DesignCrowd launched on the New Zealand market a few weeks back and while not everyone might be a fan of crowdsourced design, the company certainly plans to stick around. Its presence in the Kiwi market and beyond has been given a booster by way of a $3 million investment from Australian VC firm Starfish Ventures. DesignCrowd chief executive Alec Lynch said the money would be used to enhance the company’s service in Australia, New Zealand and beyond. And after a chat on the phone, he was also quick to defend crowdsourcing, describing it as an “opportunity, not a threat” to existing design agencies.

Lynch founded DesignCrowd in Sydney back in 2008 at the modest age of 23. In its short few years the service has become a multimillion business with clients and users spanning 159 countries.  In 2009, the company received $0.3 million of investment from angel investors and the business has since grown more than 1300 percent.

Lynch said this latest financial injection from Starfish Ventures would help the company “grow from a bootstrapped Sydney start-up into a global company”.

The launch of the New Zealand-specific website is the first outside of Australia, but there are plans to further expand into other Western markets such as the UK, Canada and America, before looking at the “lucrative markets outside of that”.

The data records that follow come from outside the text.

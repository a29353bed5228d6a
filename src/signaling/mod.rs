//! Signaling protocol
//!
//! Message shapes for SDP offer/answer exchange, ICE candidate
//! transmission and session control over the relay connection. One JSON
//! object per message, discriminated by a `type` field; every variant
//! carries the session id and a millisecond timestamp.

pub mod transport;

pub use transport::{SignalingTransport, WebSocketSignaling};

use crate::quality::VideoConfig;
use crate::session::SessionError;
use log::debug;
use serde::{Deserialize, Serialize};

/// Reason carried by a `SessionEnd` message.
#[derive(Debug, Clone, Copy, PartialEq, Eq, Serialize, Deserialize)]
#[serde(rename_all = "SCREAMING_SNAKE_CASE")]
pub enum EndReason {
    UserInitiated,
    Timeout,
    NetworkLost,
    Superseded,
    Error,
}

/// Signaling message types exchanged through the relay.
#[derive(Debug, Clone, PartialEq, Serialize, Deserialize)]
#[serde(tag = "type", rename_all = "snake_case", rename_all_fields = "camelCase")]
pub enum SignalingMessage {
    /// Controller asking the controlled device for a session.
    ConnectionRequest {
        session_id: String,
        timestamp: i64,
        device_id: String,
        device_name: String,
    },

    /// Controlled device's accept/decline answer to a request.
    ConnectionResponse {
        session_id: String,
        timestamp: i64,
        accepted: bool,
        device_id: String,
        device_name: String,
    },

    /// SDP offer from the controller.
    Offer {
        session_id: String,
        timestamp: i64,
        sdp: String,
    },

    /// SDP answer from the controlled device.
    Answer {
        session_id: String,
        timestamp: i64,
        sdp: String,
    },

    /// Trickled ICE candidate.
    IceCandidate {
        session_id: String,
        timestamp: i64,
        sdp_mid: Option<String>,
        #[serde(rename = "sdpMLineIndex")]
        sdp_mline_index: Option<u16>,
        candidate: String,
    },

    /// Session terminated by the sending side.
    SessionEnd {
        session_id: String,
        timestamp: i64,
        reason: EndReason,
    },

    /// Periodic keepalive with a monotonically increasing sequence.
    Heartbeat {
        session_id: String,
        timestamp: i64,
        sequence: u64,
    },

    /// Peer-observed target video configuration (informational).
    QualityAdjustment {
        session_id: String,
        timestamp: i64,
        target_config: VideoConfig,
    },
}

impl SignalingMessage {
    /// Parse a signaling message from JSON.
    pub fn from_json(json: &str) -> Result<Self, SessionError> {
        serde_json::from_str(json)
            .map_err(|e| SessionError::SignalingError(format!("Invalid signaling message: {}", e)))
    }

    /// Serialize to JSON.
    pub fn to_json(&self) -> Result<String, SessionError> {
        serde_json::to_string(self)
            .map_err(|e| SessionError::SignalingError(format!("Failed to serialize message: {}", e)))
    }

    /// Decode one wire frame. Unknown `type` values are ignored rather than
    /// treated as a parse failure, so newer relays can add message kinds.
    pub fn decode_frame(text: &str) -> Result<Option<Self>, SessionError> {
        match serde_json::from_str::<SignalingMessage>(text) {
            Ok(message) => Ok(Some(message)),
            Err(parse_err) => match serde_json::from_str::<serde_json::Value>(text) {
                Ok(value) if value.get("type").map_or(false, |t| t.is_string()) => {
                    debug!("Ignoring unrecognized signaling message: {}", parse_err);
                    Ok(None)
                }
                _ => Err(SessionError::SignalingError(format!(
                    "Invalid signaling message: {}",
                    parse_err
                ))),
            },
        }
    }

    pub fn connection_request(session_id: &str, device_id: &str, device_name: &str) -> Self {
        SignalingMessage::ConnectionRequest {
            session_id: session_id.to_string(),
            timestamp: now_millis(),
            device_id: device_id.to_string(),
            device_name: device_name.to_string(),
        }
    }

    pub fn connection_response(
        session_id: &str,
        accepted: bool,
        device_id: &str,
        device_name: &str,
    ) -> Self {
        SignalingMessage::ConnectionResponse {
            session_id: session_id.to_string(),
            timestamp: now_millis(),
            accepted,
            device_id: device_id.to_string(),
            device_name: device_name.to_string(),
        }
    }

    pub fn offer(session_id: &str, sdp: &str) -> Self {
        SignalingMessage::Offer {
            session_id: session_id.to_string(),
            timestamp: now_millis(),
            sdp: sdp.to_string(),
        }
    }

    pub fn answer(session_id: &str, sdp: &str) -> Self {
        SignalingMessage::Answer {
            session_id: session_id.to_string(),
            timestamp: now_millis(),
            sdp: sdp.to_string(),
        }
    }

    pub fn ice_candidate(
        session_id: &str,
        sdp_mid: Option<String>,
        sdp_mline_index: Option<u16>,
        candidate: String,
    ) -> Self {
        SignalingMessage::IceCandidate {
            session_id: session_id.to_string(),
            timestamp: now_millis(),
            sdp_mid,
            sdp_mline_index,
            candidate,
        }
    }

    pub fn session_end(session_id: &str, reason: EndReason) -> Self {
        SignalingMessage::SessionEnd {
            session_id: session_id.to_string(),
            timestamp: now_millis(),
            reason,
        }
    }

    pub fn heartbeat(session_id: &str, sequence: u64) -> Self {
        SignalingMessage::Heartbeat {
            session_id: session_id.to_string(),
            timestamp: now_millis(),
            sequence,
        }
    }

    pub fn quality_adjustment(session_id: &str, target_config: VideoConfig) -> Self {
        SignalingMessage::QualityAdjustment {
            session_id: session_id.to_string(),
            timestamp: now_millis(),
            target_config,
        }
    }

    /// The session this message belongs to.
    pub fn session_id(&self) -> &str {
        match self {
            SignalingMessage::ConnectionRequest { session_id, .. }
            | SignalingMessage::ConnectionResponse { session_id, .. }
            | SignalingMessage::Offer { session_id, .. }
            | SignalingMessage::Answer { session_id, .. }
            | SignalingMessage::IceCandidate { session_id, .. }
            | SignalingMessage::SessionEnd { session_id, .. }
            | SignalingMessage::Heartbeat { session_id, .. }
            | SignalingMessage::QualityAdjustment { session_id, .. } => session_id,
        }
    }

    pub fn timestamp(&self) -> i64 {
        match self {
            SignalingMessage::ConnectionRequest { timestamp, .. }
            | SignalingMessage::ConnectionResponse { timestamp, .. }
            | SignalingMessage::Offer { timestamp, .. }
            | SignalingMessage::Answer { timestamp, .. }
            | SignalingMessage::IceCandidate { timestamp, .. }
            | SignalingMessage::SessionEnd { timestamp, .. }
            | SignalingMessage::Heartbeat { timestamp, .. }
            | SignalingMessage::QualityAdjustment { timestamp, .. } => *timestamp,
        }
    }
}

/// Milliseconds since the Unix epoch.
pub(crate) fn now_millis() -> i64 {
    std::time::SystemTime::now()
        .duration_since(std::time::UNIX_EPOCH)
        .map(|d| d.as_millis() as i64)
        .unwrap_or(0)
}
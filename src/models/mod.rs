// Copyright (c) 2025 Fabstir
// SPDX-License-Identifier: BUSL-1.1
pub mod fetch;

pub use fetch::{sanitize_model_name, ModelFetcher, ModelFiles};
// Copyright (c) 2025 Fabstir
// SPDX-License-Identifier: BUSL-1.1
pub mod api;
pub mod config;
pub mod embeddings;
pub mod models;
pub mod version;

// Re-export main types
pub use api::http_server::{create_app, start_server, AppState};
pub use api::{
    embed_batch_handler, embed_handler, ApiError, BatchEmbedRequest, BatchEmbedResponse,
    EmbedRequest, EmbedResponse, ErrorResponse, InferencePool,
};
pub use config::ServerConfig;
pub use embeddings::{l2_normalize, magnitude, ModelInfo, ModelRegistry, OnnxEmbeddingModel};
pub use models::{ModelFetcher, ModelFiles};
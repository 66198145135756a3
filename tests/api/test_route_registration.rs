// Copyright (c) 2025 Fabstir
// SPDX-License-Identifier: BUSL-1.1

//! Route registration tests.
//!
//! These tests verify that:
//! - The embedding routes accept POST and reject other methods
//! - /health and /models respond without any model loaded
//! - Unknown routes return 404
//! - Cross-origin requests are permitted unconditionally

use axum::body::Body;
use axum::http::{Method, Request, StatusCode};
use axum::Router;
use fabstir_embed_node::api::http_server::{create_app, AppState};
use fabstir_embed_node::config::ServerConfig;
use tower::ServiceExt; // for `oneshot`

fn test_app() -> Router {
    create_app(AppState::new(&ServerConfig::default()))
}

async fn body_json(response: axum::response::Response) -> serde_json::Value {
    let bytes = axum::body::to_bytes(response.into_body(), usize::MAX)
        .await
        .unwrap();
    serde_json::from_slice(&bytes).unwrap()
}

#[tokio::test]
async fn embed_rejects_get() {
    let request = Request::builder()
        .method(Method::GET)
        .uri("/embed")
        .body(Body::empty())
        .unwrap();

    let response = test_app().oneshot(request).await.unwrap();
    assert_eq!(response.status(), StatusCode::METHOD_NOT_ALLOWED);
}

#[tokio::test]
async fn embed_batch_rejects_get() {
    let request = Request::builder()
        .method(Method::GET)
        .uri("/embed-batch")
        .body(Body::empty())
        .unwrap();

    let response = test_app().oneshot(request).await.unwrap();
    assert_eq!(response.status(), StatusCode::METHOD_NOT_ALLOWED);
}

#[tokio::test]
async fn unknown_route_returns_404() {
    let request = Request::builder()
        .method(Method::POST)
        .uri("/embeddings")
        .header("content-type", "application/json")
        .body(Body::from("{}"))
        .unwrap();

    let response = test_app().oneshot(request).await.unwrap();
    assert_eq!(response.status(), StatusCode::NOT_FOUND);
}

#[tokio::test]
async fn health_returns_ok_without_any_model_loaded() {
    let request = Request::builder()
        .method(Method::GET)
        .uri("/health")
        .body(Body::empty())
        .unwrap();

    let response = test_app().oneshot(request).await.unwrap();
    assert_eq!(response.status(), StatusCode::OK);

    let json = body_json(response).await;
    assert_eq!(json["status"], "ok");
}

#[tokio::test]
async fn models_is_empty_before_first_request() {
    let request = Request::builder()
        .method(Method::GET)
        .uri("/models")
        .body(Body::empty())
        .unwrap();

    let response = test_app().oneshot(request).await.unwrap();
    assert_eq!(response.status(), StatusCode::OK);

    let json = body_json(response).await;
    assert_eq!(json["models"], serde_json::json!([]));
    assert_eq!(json["default_model"], "Xenova/all-MiniLM-L6-v2");
}

#[tokio::test]
async fn cors_preflight_allows_any_origin() {
    let request = Request::builder()
        .method(Method::OPTIONS)
        .uri("/embed")
        .header("origin", "https://example.com")
        .header("access-control-request-method", "POST")
        .body(Body::empty())
        .unwrap();

    let response = test_app().oneshot(request).await.unwrap();
    assert_eq!(response.status(), StatusCode::OK);
    assert_eq!(
        response
            .headers()
            .get("access-control-allow-origin")
            .and_then(|v| v.to_str().ok()),
        Some("*")
    );
}
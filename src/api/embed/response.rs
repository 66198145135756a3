// Copyright (c) 2025 Fabstir
// SPDX-License-Identifier: BUSL-1.1

//! Response types for the embedding endpoints.

use serde::{Deserialize, Serialize};

/// Response body for POST /embed
///
/// ```json
/// { "embedding": [0.1, 0.2], "dimensions": 384, "model": "Xenova/all-MiniLM-L6-v2" }
/// ```
#[derive(Debug, Clone, Serialize, Deserialize)]
pub struct EmbedResponse {
    /// Embedding vector
    pub embedding: Vec<f32>,

    /// Vector length
    pub dimensions: usize,

    /// Model that produced the embedding
    pub model: String,
}

impl EmbedResponse {
    pub fn new(embedding: Vec<f32>, model: String) -> Self {
        let dimensions = embedding.len();
        Self {
            embedding,
            dimensions,
            model,
        }
    }
}

/// Response body for POST /embed-batch
///
/// `embeddings[i]` corresponds to the request's `texts[i]`; `dimensions` is
/// taken from the first vector's length.
#[derive(Debug, Clone, Serialize, Deserialize)]
pub struct BatchEmbedResponse {
    /// One embedding per input text, in input order
    pub embeddings: Vec<Vec<f32>>,

    /// Vector length, from the first embedding
    pub dimensions: usize,

    /// Model that produced the embeddings
    pub model: String,
}

impl BatchEmbedResponse {
    pub fn new(embeddings: Vec<Vec<f32>>, model: String) -> Self {
        let dimensions = embeddings.first().map(|e| e.len()).unwrap_or(0);
        Self {
            embeddings,
            dimensions,
            model,
        }
    }
}
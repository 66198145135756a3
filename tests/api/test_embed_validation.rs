// Copyright (c) 2025 Fabstir
// SPDX-License-Identifier: BUSL-1.1

//! Validation tests for the embedding endpoints.
//!
//! These tests verify that caller mistakes are rejected with 400 and an
//! `{error}` JSON body before any model interaction. Model loading is lazy,
//! so none of these tests touch the network or model files.

use axum::body::Body;
use axum::http::{Method, Request, StatusCode};
use axum::Router;
use fabstir_embed_node::api::http_server::{create_app, AppState};
use fabstir_embed_node::config::ServerConfig;
use tower::ServiceExt; // for `oneshot`

fn test_app() -> Router {
    create_app(AppState::new(&ServerConfig::default()))
}

async fn post_json(app: Router, uri: &str, body: &str) -> (StatusCode, serde_json::Value) {
    let request = Request::builder()
        .method(Method::POST)
        .uri(uri)
        .header("content-type", "application/json")
        .body(Body::from(body.to_string()))
        .unwrap();

    let response = app.oneshot(request).await.unwrap();
    let status = response.status();
    let bytes = axum::body::to_bytes(response.into_body(), usize::MAX)
        .await
        .unwrap();
    let json = serde_json::from_slice(&bytes).unwrap_or(serde_json::Value::Null);
    (status, json)
}

#[tokio::test]
async fn embed_with_empty_body_returns_400_with_error_field() {
    let (status, body) = post_json(test_app(), "/embed", "{}").await;

    assert_eq!(status, StatusCode::BAD_REQUEST);
    assert!(body["error"].is_string());
    assert_eq!(body["field"], "text");
}

#[tokio::test]
async fn embed_with_empty_text_returns_400() {
    let (status, body) = post_json(test_app(), "/embed", r#"{"text": ""}"#).await;

    assert_eq!(status, StatusCode::BAD_REQUEST);
    assert!(body["error"].is_string());
}

#[tokio::test]
async fn embed_with_whitespace_text_returns_400() {
    let (status, _) = post_json(test_app(), "/embed", r#"{"text": "   "}"#).await;
    assert_eq!(status, StatusCode::BAD_REQUEST);
}

#[tokio::test]
async fn embed_with_empty_model_returns_400() {
    let (status, body) =
        post_json(test_app(), "/embed", r#"{"text": "hello", "model": ""}"#).await;

    assert_eq!(status, StatusCode::BAD_REQUEST);
    assert_eq!(body["field"], "model");
}

#[tokio::test]
async fn embed_with_malformed_json_returns_400() {
    let (status, body) = post_json(test_app(), "/embed", "{not json").await;

    assert_eq!(status, StatusCode::BAD_REQUEST);
    assert!(body["error"].is_string());
}

#[tokio::test]
async fn embed_with_wrong_text_type_returns_400() {
    let (status, body) = post_json(test_app(), "/embed", r#"{"text": 42}"#).await;

    assert_eq!(status, StatusCode::BAD_REQUEST);
    assert!(body["error"].is_string());
}

#[tokio::test]
async fn batch_with_empty_body_returns_400_with_error_field() {
    let (status, body) = post_json(test_app(), "/embed-batch", "{}").await;

    assert_eq!(status, StatusCode::BAD_REQUEST);
    assert!(body["error"].is_string());
    assert_eq!(body["field"], "texts");
}

#[tokio::test]
async fn batch_with_empty_texts_returns_400_with_error_field() {
    let (status, body) = post_json(test_app(), "/embed-batch", r#"{"texts": []}"#).await;

    assert_eq!(status, StatusCode::BAD_REQUEST);
    assert!(body["error"].is_string());
    assert_eq!(body["field"], "texts");
}

#[tokio::test]
async fn batch_with_non_array_texts_returns_400() {
    let (status, body) =
        post_json(test_app(), "/embed-batch", r#"{"texts": "not a list"}"#).await;

    assert_eq!(status, StatusCode::BAD_REQUEST);
    assert!(body["error"].is_string());
}

#[tokio::test]
async fn batch_with_empty_element_returns_400_with_index() {
    let (status, body) =
        post_json(test_app(), "/embed-batch", r#"{"texts": ["ok", ""]}"#).await;

    assert_eq!(status, StatusCode::BAD_REQUEST);
    assert_eq!(body["field"], "texts[1]");
}
// Copyright (c) 2025 Fabstir
// SPDX-License-Identifier: BUSL-1.1
pub mod embed;
pub mod errors;
pub mod handlers;
pub mod http_server;
pub mod pool;

pub use embed::{
    embed_batch_handler, embed_handler, BatchEmbedRequest, BatchEmbedResponse, EmbedRequest,
    EmbedResponse,
};
pub use errors::{ApiError, ErrorResponse};
pub use handlers::{HealthResponse, ModelsResponse};
pub use http_server::{create_app, start_server, AppState};
pub use pool::InferencePool;
// Copyright (c) 2025 Fabstir
// SPDX-License-Identifier: BUSL-1.1

//! Embedding inference: ONNX model wrapper, lazy model registry, and the
//! vector math applied to inference output.

pub mod onnx_model;
pub mod registry;
pub mod vector;

pub use onnx_model::OnnxEmbeddingModel;
pub use registry::{ModelInfo, ModelRegistry};
pub use vector::{l2_normalize, magnitude};
// Copyright (c) 2025 Fabstir
// SPDX-License-Identifier: BUSL-1.1

//! Response types for the service endpoints (/health, /models).

use crate::embeddings::ModelInfo;
use serde::{Deserialize, Serialize};

#[derive(Debug, Clone, Serialize, Deserialize)]
pub struct HealthResponse {
    pub status: String,
    #[serde(skip_serializing_if = "Option::is_none")]
    pub issues: Option<Vec<String>>,
}

impl HealthResponse {
    pub fn ok() -> Self {
        Self {
            status: "ok".to_string(),
            issues: None,
        }
    }
}

/// Models currently loaded in the registry. Models load lazily, so this list
/// is empty until the first embedding request.
#[derive(Debug, Clone, Serialize, Deserialize)]
pub struct ModelsResponse {
    pub models: Vec<ModelInfo>,
    pub default_model: String,
}
// Copyright (c) 2025 Fabstir
// SPDX-License-Identifier: BUSL-1.1
use axum::extract::State;
use axum::response::IntoResponse;
use axum::routing::{get, post};
use axum::Router;
use std::net::SocketAddr;
use std::sync::Arc;
use tower_http::cors::{Any, CorsLayer};
use tower_http::trace::TraceLayer;

use super::embed::{embed_batch_handler, embed_handler};
use super::handlers::{HealthResponse, ModelsResponse};
use super::pool::InferencePool;
use crate::config::ServerConfig;
use crate::embeddings::ModelRegistry;
use crate::models::ModelFetcher;

#[derive(Clone)]
pub struct AppState {
    pub registry: Arc<ModelRegistry>,
    pub pool: InferencePool,
}

impl AppState {
    pub fn new(config: &ServerConfig) -> Self {
        let fetcher = ModelFetcher::new(config.models_dir.clone());
        Self {
            registry: Arc::new(ModelRegistry::new(config.default_model.clone(), fetcher)),
            pool: InferencePool::new(config.max_concurrent_inferences),
        }
    }
}

/// Builds the application router. Cross-origin requests are permitted
/// unconditionally.
pub fn create_app(state: AppState) -> Router {
    Router::new()
        // Embedding endpoints
        .route("/embed", post(embed_handler))
        .route("/embed-batch", post(embed_batch_handler))
        // Health check
        .route("/health", get(health_handler))
        // Model discovery
        .route("/models", get(models_handler))
        .layer(TraceLayer::new_for_http())
        .layer(
            CorsLayer::new()
                .allow_origin(Any)
                .allow_methods(Any)
                .allow_headers(Any),
        )
        .with_state(state)
}

pub async fn start_server(config: ServerConfig) -> anyhow::Result<()> {
    let state = AppState::new(&config);

    // Model loading is lazy by default; PRELOAD_MODELS warms the default
    // model before the listener accepts traffic.
    if config.preload_models {
        state.registry.get_or_load(None).await?;
    }

    let app = create_app(state);

    let addr = SocketAddr::from(([0, 0, 0, 0], config.port));
    let listener = tokio::net::TcpListener::bind(addr).await?;

    tracing::info!("Embedding API server listening on {}", addr);

    axum::serve(listener, app)
        .with_graceful_shutdown(shutdown_signal())
        .await?;

    Ok(())
}

async fn shutdown_signal() {
    let _ = tokio::signal::ctrl_c().await;
    tracing::info!("Shutdown signal received, stopping server");
}

async fn health_handler() -> impl IntoResponse {
    axum::response::Json(HealthResponse::ok())
}

async fn models_handler(State(state): State<AppState>) -> impl IntoResponse {
    let models = state.registry.list_models().await;
    axum::response::Json(ModelsResponse {
        models,
        default_model: state.registry.default_model_name().to_string(),
    })
}
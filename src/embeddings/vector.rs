// Copyright (c) 2025 Fabstir
// SPDX-License-Identifier: BUSL-1.1

//! Vector math for embedding post-processing.
//!
//! The inference path produces raw mean-pooled vectors; the API's `normalize`
//! flag applies the L2 normalization here.

/// Euclidean (L2) magnitude of a vector.
pub fn magnitude(v: &[f32]) -> f32 {
    v.iter().map(|x| x * x).sum::<f32>().sqrt()
}

/// Scales `v` so its Euclidean length equals 1.
///
/// Known limitation: an all-zero input has magnitude 0 and the division is not
/// special-cased, so every output component is NaN.
pub fn l2_normalize(v: &[f32]) -> Vec<f32> {
    let m = magnitude(v);
    v.iter().map(|x| x / m).collect()
}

Tony Glenning of Starfish Ventures (who led the investment in DesignCrowd) supports the crowdsourcing model.

“In particular, we are really attracted to the idea of crowdsourcing the solution, rather than simply providing a marketplace for outsourcing, which ends up as a race to the bottom and is neither beneficial to the customer nor the designer,” he said.

But while crowdsourcing has been viewed by some as a strangler of creativity, Lynch maintains it is in fact an opportunity for New Zealand designers, freelancers, students and agencies to find clients outside of New Zealand.

He’s also adamant that not all agencies are knocking the service, pointing to the website’s outsourcing service (www.outsource.designcrowd.co.nz), which design agencies often use to help with overflow.

“It’s not a case of replacing, but rather complementing the existing design agencies out there,” he said. “For clever agencies it’s an opportunity, not a threat”.

The New Zealand website has received a strong reception, especially from design schools. Lynch said five have shown particular interest and DesignCrowd is now on the hunt for a brand that wants to be part of a competition involving those design schools.

“Competition benefits creativity,” he said, adding the exposure also enhances student portfolios.

To date, the DesignCrowd website has attracted some far-ranging clients including Harvard Business School, which received 267 logo designs from 57 designers.

Currently DesignCrowd has 40,000 registered graphic designers from around the world with plans afoot to increase the number of registered New Zealand graphic designers from 200 to 10,000.